(Data shown begins)
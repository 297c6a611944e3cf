//! Arctangent edge-step models and polynomial pre/post-edge flattening.

use crate::domain::{XasError, XasResult};
use crate::numerics::{Polynomial, nearest_index};
use std::f64::consts::PI;

/// Arctangent step rising from 0 to 1 around `position`.
pub fn edge_jump(energy: f64, steepness: f64, position: f64) -> f64 {
    ((steepness * (energy - position)).atan() + PI / 2.0) / PI
}

/// Two arctangent steps sharing a steepness, weighted `ratio : 1`, rising from 0 to `amplitude`.
#[derive(Debug, Clone, Copy, PartialEq)]
pub struct DoubleJump {
    pub steepness: f64,
    pub first: f64,
    pub second: f64,
    pub amplitude: f64,
    pub ratio: f64,
}

impl DoubleJump {
    pub fn new(steepness: f64, first: f64, second: f64) -> Self {
        Self {
            steepness,
            first,
            second,
            amplitude: 1.0,
            ratio: 2.0,
        }
    }

    pub fn evaluate(&self, energy: f64) -> f64 {
        let first = edge_jump(energy, self.steepness, self.first);
        let second = edge_jump(energy, self.steepness, self.second);
        self.amplitude * (self.ratio * first + second) / (self.ratio + 1.0)
    }

    pub fn evaluate_many(&self, energies: &[f64]) -> Vec<f64> {
        energies.iter().map(|&energy| self.evaluate(energy)).collect()
    }
}

/// Polynomial fitted to the points between the samples nearest `start` and `end`
/// (end exclusive), evaluated over the whole energy axis.
fn fit_region(
    energy: &[f64],
    counts: &[f64],
    start: f64,
    end: f64,
    degree: usize,
) -> XasResult<Vec<f64>> {
    if energy.len() != counts.len() {
        return Err(XasError::input_validation(
            "INPUT.LENGTH_MISMATCH",
            format!(
                "energy axis has {} points but counts have {}",
                energy.len(),
                counts.len()
            ),
        ));
    }
    let (Some(first), Some(last)) = (nearest_index(energy, start), nearest_index(energy, end))
    else {
        return Err(XasError::input_validation(
            "INPUT.EMPTY_DATA",
            "background fit needs a non-empty energy axis",
        ));
    };
    if last <= first {
        return Err(XasError::input_validation(
            "INPUT.FIT_REGION",
            format!("fit region {start}..{end} selects no points"),
        ));
    }

    let polynomial = Polynomial::fit(&energy[first..last], &counts[first..last], degree)
        .map_err(|error| XasError::computation("RUN.POLYNOMIAL_FIT", error.to_string()))?;
    Ok(polynomial.evaluate_many(energy))
}

/// Linear pre-edge background over `e1..e2`.
pub fn fit_preedge(energy: &[f64], counts: &[f64], e1: f64, e2: f64) -> XasResult<Vec<f64>> {
    fit_region(energy, counts, e1, e2, 1)
}

pub fn flatten_pre(energy: &[f64], counts: &[f64], e1: f64, e2: f64) -> XasResult<Vec<f64>> {
    let background = fit_preedge(energy, counts, e1, e2)?;
    Ok(counts
        .iter()
        .zip(background)
        .map(|(value, fit)| value - fit)
        .collect())
}

pub fn fit_postedge(
    energy: &[f64],
    counts: &[f64],
    e1: f64,
    e2: f64,
    degree: usize,
) -> XasResult<Vec<f64>> {
    fit_region(energy, counts, e1, e2, degree)
}

/// Removes the post-edge slope above `e0` and scales the step at `e0` to 1.
///
/// The fitted curve is shifted so it is zero at `e0` and clamped at zero
/// below, so only the rise past the edge is subtracted.
pub fn flatten_post(
    energy: &[f64],
    counts: &[f64],
    e0: f64,
    e1: f64,
    e2: f64,
    degree: usize,
) -> XasResult<Vec<f64>> {
    let post = fit_postedge(energy, counts, e1, e2, degree)?;
    let anchor = nearest_index(energy, e0)
        .map(|index| post[index])
        .ok_or_else(|| {
            XasError::input_validation("INPUT.EMPTY_DATA", "energy axis is empty")
        })?;

    Ok(counts
        .iter()
        .zip(post)
        .map(|(value, fit)| (value - (fit - anchor).max(0.0)) / anchor)
        .collect())
}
(Data shown ends)
- What needs to be done
Given the data above, which lines hold the string "axis"? Return them.

- Answer to this task
/// (end exclusive), evaluated over the whole energy axis.
                "energy axis has {} points but counts have {}",
            "background fit needs a non-empty energy axis",
            XasError::input_validation("INPUT.EMPTY_DATA", "energy axis is empty")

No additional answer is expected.